====== Data provided

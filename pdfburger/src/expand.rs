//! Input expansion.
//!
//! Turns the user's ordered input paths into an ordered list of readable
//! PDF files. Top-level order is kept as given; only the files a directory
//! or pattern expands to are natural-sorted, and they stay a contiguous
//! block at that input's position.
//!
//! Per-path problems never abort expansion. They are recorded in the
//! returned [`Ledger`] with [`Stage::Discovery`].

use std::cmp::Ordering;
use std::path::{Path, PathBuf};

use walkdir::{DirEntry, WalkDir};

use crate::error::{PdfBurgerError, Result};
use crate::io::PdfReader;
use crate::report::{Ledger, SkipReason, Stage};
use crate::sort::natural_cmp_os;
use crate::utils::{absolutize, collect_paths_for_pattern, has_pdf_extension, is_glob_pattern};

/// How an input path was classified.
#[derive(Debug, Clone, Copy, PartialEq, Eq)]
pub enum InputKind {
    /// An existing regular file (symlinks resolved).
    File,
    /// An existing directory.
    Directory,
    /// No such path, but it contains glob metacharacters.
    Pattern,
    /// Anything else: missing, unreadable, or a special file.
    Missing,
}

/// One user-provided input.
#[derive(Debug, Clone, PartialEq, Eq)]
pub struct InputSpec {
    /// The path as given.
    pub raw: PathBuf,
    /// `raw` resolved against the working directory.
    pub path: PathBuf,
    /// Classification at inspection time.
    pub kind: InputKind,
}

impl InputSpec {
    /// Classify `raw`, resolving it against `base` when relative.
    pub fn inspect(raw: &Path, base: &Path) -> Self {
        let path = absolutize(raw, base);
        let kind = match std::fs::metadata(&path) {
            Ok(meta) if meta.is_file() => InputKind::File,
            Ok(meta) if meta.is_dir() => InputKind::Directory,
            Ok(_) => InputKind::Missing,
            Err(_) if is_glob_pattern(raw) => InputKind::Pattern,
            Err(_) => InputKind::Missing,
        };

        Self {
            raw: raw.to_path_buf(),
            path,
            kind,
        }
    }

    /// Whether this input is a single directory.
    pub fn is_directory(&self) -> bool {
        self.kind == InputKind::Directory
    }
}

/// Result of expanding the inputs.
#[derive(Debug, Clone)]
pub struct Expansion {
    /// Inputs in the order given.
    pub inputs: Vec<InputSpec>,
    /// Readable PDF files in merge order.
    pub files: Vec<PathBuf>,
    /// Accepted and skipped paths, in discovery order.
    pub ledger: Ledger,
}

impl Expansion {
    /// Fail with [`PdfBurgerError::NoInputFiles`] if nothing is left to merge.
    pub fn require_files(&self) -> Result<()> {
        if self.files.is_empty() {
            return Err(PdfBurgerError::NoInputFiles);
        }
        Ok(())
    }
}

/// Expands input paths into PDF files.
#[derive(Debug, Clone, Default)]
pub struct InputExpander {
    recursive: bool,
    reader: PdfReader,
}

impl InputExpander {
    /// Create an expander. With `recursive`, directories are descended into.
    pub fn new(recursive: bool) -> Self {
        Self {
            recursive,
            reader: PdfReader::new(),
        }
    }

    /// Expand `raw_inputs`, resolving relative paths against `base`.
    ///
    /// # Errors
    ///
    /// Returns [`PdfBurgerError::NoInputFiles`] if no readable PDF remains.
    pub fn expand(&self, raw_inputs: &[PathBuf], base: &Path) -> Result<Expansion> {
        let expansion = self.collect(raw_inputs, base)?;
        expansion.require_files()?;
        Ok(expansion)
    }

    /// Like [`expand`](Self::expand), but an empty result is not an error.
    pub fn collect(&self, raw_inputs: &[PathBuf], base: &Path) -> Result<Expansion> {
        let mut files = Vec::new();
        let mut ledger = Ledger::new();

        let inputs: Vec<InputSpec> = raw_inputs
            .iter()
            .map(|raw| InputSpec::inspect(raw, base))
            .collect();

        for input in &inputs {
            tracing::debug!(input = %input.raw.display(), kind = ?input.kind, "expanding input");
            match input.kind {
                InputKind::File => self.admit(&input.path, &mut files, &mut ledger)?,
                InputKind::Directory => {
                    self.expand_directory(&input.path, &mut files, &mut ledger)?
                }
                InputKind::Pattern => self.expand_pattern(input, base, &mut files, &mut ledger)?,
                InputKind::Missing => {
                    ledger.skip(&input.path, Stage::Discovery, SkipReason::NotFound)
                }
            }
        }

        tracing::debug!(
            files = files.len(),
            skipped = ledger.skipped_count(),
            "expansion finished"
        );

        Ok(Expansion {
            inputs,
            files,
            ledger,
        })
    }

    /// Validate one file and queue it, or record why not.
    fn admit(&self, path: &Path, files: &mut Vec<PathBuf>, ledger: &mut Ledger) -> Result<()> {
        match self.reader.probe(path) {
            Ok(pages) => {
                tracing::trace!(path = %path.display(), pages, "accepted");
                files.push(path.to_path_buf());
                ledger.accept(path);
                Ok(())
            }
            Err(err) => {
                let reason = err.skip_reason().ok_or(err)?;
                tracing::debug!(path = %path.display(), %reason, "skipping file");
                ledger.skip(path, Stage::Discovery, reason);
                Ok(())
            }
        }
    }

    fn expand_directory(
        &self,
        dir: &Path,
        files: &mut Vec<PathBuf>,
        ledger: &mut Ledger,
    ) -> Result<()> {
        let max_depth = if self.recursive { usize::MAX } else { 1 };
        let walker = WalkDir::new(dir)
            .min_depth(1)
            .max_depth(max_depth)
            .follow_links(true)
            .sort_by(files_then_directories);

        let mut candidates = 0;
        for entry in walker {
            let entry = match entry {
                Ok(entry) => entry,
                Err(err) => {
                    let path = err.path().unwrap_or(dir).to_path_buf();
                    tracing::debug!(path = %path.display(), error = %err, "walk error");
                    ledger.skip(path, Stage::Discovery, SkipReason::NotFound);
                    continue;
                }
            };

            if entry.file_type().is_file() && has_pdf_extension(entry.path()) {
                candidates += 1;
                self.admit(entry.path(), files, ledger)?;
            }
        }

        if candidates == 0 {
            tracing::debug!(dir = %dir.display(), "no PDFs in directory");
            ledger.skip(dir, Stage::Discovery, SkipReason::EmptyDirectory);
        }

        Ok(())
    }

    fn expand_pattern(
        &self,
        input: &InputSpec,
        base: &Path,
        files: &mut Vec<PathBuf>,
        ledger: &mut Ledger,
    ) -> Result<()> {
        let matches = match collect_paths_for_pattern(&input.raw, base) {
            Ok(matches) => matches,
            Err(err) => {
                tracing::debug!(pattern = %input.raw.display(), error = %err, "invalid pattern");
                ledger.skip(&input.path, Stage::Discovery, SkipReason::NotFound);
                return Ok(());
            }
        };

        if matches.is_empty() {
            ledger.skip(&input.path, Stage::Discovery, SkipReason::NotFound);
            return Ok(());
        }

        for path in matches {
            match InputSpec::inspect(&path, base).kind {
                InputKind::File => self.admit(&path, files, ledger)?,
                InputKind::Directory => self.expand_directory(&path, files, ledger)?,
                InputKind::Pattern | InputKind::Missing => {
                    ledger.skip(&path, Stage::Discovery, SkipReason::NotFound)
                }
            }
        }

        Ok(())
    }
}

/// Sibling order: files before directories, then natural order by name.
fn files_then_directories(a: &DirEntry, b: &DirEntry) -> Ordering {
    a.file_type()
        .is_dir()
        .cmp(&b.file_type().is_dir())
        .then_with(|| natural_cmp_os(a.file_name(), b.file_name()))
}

============

What to work on >> Scan the data above for the string "recursive". Copy every line in which it appears.

Output below >>
    recursive: bool,
    /// Create an expander. With `recursive`, directories are descended into.
    pub fn new(recursive: bool) -> Self {
            recursive,
        let max_depth = if self.recursive { usize::MAX } else { 1 };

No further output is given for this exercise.